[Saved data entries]
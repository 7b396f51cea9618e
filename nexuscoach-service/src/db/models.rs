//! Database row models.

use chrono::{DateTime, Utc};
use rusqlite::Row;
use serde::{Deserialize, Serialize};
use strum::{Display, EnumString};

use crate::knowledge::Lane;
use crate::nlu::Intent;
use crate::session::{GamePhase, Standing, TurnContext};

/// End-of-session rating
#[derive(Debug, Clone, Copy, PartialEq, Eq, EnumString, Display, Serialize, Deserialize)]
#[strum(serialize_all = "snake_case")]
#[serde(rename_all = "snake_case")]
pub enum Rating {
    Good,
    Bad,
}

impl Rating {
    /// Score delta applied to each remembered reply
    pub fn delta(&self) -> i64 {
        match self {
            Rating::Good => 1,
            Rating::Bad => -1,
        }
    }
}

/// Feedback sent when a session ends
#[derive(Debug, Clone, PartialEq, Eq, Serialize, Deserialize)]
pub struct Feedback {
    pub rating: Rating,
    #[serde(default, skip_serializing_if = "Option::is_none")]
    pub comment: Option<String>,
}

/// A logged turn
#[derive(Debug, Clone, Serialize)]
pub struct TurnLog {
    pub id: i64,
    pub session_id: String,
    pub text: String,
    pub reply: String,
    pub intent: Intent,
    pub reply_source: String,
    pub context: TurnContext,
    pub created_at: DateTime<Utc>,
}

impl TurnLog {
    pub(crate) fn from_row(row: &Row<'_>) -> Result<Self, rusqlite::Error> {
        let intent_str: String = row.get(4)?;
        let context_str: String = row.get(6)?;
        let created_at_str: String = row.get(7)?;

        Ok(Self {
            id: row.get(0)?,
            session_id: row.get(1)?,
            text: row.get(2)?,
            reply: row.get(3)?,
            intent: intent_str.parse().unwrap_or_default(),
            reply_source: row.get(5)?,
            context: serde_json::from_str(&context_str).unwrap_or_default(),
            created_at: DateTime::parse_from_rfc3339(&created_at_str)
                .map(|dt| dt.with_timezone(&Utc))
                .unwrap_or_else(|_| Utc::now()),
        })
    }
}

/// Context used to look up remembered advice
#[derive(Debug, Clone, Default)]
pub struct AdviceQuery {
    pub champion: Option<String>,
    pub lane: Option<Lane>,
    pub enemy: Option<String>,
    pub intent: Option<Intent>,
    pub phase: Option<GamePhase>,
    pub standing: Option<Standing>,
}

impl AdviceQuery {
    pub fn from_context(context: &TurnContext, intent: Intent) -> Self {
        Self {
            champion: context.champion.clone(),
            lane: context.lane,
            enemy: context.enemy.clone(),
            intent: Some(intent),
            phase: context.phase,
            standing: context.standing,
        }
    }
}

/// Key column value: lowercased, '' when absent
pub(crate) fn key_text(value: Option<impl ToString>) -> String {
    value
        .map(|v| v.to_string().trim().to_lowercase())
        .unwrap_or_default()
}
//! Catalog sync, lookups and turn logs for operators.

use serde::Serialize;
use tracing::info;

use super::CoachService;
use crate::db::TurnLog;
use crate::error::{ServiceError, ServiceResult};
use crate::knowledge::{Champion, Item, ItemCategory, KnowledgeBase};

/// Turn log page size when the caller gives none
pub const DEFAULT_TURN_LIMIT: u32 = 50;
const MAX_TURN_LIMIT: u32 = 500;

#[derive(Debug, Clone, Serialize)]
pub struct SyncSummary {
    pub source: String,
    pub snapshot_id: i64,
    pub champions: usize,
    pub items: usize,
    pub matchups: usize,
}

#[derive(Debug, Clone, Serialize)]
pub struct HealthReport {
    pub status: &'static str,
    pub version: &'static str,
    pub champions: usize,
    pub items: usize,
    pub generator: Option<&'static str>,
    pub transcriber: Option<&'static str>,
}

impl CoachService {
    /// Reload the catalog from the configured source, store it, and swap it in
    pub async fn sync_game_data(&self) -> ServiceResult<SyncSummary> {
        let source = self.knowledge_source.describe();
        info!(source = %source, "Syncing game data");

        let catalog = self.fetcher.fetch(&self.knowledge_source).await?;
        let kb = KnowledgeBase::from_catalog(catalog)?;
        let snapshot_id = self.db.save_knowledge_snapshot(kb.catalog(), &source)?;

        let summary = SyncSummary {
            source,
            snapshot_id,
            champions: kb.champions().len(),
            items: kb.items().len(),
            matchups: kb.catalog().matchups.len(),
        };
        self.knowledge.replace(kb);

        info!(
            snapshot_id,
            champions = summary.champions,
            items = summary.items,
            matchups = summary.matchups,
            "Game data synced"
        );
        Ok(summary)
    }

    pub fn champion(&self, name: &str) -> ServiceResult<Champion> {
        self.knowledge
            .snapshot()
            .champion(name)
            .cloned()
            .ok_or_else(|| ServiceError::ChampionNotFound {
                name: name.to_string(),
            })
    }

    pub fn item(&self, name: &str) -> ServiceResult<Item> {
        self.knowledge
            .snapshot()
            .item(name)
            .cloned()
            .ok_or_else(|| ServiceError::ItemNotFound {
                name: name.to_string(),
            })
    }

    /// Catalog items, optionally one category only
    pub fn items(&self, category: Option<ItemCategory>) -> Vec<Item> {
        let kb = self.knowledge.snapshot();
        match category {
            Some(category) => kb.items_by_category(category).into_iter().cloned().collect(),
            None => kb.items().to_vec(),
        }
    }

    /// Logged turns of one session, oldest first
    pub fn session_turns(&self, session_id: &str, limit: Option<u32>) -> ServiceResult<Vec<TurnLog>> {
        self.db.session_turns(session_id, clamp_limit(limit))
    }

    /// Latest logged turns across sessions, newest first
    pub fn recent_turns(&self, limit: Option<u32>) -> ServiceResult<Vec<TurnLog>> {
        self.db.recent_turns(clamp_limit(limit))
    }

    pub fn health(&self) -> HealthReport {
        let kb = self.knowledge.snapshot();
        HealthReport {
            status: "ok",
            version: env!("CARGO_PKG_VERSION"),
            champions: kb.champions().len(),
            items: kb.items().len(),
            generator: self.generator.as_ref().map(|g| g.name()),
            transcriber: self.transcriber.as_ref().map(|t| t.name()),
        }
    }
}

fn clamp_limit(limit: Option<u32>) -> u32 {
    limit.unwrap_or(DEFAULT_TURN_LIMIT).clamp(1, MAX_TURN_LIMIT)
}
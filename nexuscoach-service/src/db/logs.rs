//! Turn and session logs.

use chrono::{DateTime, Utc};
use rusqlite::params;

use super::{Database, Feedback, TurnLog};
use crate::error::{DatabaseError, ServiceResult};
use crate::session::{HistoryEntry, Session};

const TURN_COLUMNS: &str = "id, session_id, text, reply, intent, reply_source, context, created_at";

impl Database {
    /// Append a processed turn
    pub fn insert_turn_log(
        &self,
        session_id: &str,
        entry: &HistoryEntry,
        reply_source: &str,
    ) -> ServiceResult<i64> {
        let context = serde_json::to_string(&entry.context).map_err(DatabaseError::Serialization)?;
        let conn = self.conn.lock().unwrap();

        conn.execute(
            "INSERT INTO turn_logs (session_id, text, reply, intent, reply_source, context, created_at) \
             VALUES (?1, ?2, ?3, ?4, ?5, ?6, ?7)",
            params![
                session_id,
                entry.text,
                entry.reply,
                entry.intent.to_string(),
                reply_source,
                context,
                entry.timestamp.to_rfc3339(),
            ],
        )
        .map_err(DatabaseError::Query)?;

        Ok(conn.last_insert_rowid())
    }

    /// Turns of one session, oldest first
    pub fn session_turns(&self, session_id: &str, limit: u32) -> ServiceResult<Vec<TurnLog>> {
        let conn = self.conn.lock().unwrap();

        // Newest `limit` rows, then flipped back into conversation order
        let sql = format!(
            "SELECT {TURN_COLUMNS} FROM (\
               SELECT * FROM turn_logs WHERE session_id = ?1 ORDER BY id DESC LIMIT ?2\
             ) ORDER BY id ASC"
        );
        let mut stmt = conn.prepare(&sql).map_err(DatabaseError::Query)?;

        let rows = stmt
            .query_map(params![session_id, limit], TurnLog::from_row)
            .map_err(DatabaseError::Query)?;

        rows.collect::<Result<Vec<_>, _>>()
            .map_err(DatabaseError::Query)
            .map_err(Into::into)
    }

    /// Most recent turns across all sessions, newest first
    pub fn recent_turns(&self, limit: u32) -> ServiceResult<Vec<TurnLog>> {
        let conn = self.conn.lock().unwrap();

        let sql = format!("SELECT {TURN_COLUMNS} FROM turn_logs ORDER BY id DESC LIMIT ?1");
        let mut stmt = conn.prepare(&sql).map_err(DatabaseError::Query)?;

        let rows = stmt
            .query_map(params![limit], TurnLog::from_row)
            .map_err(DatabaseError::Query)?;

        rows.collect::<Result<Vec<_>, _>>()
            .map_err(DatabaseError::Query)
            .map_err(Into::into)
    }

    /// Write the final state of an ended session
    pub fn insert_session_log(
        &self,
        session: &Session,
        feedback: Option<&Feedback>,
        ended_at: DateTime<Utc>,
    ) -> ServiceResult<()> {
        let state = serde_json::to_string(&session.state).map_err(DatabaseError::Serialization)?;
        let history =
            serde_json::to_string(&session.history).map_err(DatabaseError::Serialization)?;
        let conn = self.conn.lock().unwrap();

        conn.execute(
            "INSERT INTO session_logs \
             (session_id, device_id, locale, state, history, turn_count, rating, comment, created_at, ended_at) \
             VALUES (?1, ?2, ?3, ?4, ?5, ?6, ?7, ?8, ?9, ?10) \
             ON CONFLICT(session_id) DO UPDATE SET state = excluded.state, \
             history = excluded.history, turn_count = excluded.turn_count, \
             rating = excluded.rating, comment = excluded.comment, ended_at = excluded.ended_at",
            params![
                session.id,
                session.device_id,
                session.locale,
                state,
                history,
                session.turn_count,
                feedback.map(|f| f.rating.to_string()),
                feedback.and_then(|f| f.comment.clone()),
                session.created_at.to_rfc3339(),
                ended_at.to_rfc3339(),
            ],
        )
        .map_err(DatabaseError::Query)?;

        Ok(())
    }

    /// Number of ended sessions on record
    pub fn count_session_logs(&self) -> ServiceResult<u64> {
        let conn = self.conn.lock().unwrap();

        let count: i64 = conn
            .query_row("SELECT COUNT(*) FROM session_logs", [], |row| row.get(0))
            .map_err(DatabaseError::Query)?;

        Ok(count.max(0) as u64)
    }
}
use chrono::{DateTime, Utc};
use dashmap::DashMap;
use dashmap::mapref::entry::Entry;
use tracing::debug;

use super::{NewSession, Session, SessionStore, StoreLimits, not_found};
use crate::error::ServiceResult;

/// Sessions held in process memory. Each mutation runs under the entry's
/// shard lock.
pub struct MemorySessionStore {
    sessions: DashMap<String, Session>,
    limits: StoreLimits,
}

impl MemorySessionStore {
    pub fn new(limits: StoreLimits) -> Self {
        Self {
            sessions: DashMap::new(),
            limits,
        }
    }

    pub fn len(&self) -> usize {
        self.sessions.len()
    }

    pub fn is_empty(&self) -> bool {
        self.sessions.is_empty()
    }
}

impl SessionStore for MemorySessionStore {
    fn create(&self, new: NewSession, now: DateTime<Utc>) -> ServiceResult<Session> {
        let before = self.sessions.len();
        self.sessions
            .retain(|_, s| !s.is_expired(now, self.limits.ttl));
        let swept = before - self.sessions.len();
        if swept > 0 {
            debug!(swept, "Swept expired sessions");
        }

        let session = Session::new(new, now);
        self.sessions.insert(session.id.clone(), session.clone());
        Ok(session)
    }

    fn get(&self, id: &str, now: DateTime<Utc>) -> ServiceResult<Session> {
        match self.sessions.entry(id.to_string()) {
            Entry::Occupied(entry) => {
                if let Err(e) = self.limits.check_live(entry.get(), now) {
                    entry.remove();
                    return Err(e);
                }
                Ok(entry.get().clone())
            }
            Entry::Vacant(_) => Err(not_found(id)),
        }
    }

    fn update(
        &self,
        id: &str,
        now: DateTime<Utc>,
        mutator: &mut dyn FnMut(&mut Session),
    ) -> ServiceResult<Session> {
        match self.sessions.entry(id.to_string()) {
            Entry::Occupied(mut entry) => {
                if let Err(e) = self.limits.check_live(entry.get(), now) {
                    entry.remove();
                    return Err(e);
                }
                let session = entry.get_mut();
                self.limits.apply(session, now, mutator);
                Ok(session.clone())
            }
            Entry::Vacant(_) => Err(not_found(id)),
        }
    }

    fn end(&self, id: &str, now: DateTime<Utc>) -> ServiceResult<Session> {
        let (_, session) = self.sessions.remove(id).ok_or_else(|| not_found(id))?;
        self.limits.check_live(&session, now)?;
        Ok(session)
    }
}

What the task requires: Print the records verbatim, stopping after the "created_at: DateTime::parse_from_rfc3339(&created_at_str)" line.

Result of this task:
repository 7b396f51cea9618e
filename nexuscoach-service/src/db/models.rs
//! Database row models.

use chrono::{DateTime, Utc};
use rusqlite::Row;
use serde::{Deserialize, Serialize};
use strum::{Display, EnumString};

use crate::knowledge::Lane;
use crate::nlu::Intent;
use crate::session::{GamePhase, Standing, TurnContext};

/// End-of-session rating
#[derive(Debug, Clone, Copy, PartialEq, Eq, EnumString, Display, Serialize, Deserialize)]
#[strum(serialize_all = "snake_case")]
#[serde(rename_all = "snake_case")]
pub enum Rating {
    Good,
    Bad,
}

impl Rating {
    /// Score delta applied to each remembered reply
    pub fn delta(&self) -> i64 {
        match self {
            Rating::Good => 1,
            Rating::Bad => -1,
        }
    }
}

/// Feedback sent when a session ends
#[derive(Debug, Clone, PartialEq, Eq, Serialize, Deserialize)]
pub struct Feedback {
    pub rating: Rating,
    #[serde(default, skip_serializing_if = "Option::is_none")]
    pub comment: Option<String>,
}

/// A logged turn
#[derive(Debug, Clone, Serialize)]
pub struct TurnLog {
    pub id: i64,
    pub session_id: String,
    pub text: String,
    pub reply: String,
    pub intent: Intent,
    pub reply_source: String,
    pub context: TurnContext,
    pub created_at: DateTime<Utc>,
}

impl TurnLog {
    pub(crate) fn from_row(row: &Row<'_>) -> Result<Self, rusqlite::Error> {
        let intent_str: String = row.get(4)?;
        let context_str: String = row.get(6)?;
        let created_at_str: String = row.get(7)?;

        Ok(Self {
            id: row.get(0)?,
            session_id: row.get(1)?,
            text: row.get(2)?,
            reply: row.get(3)?,
            intent: intent_str.parse().unwrap_or_default(),
            reply_source: row.get(5)?,
            context: serde_json::from_str(&context_str).unwrap_or_default(),
            created_at: DateTime::parse_from_rfc3339(&created_at_str)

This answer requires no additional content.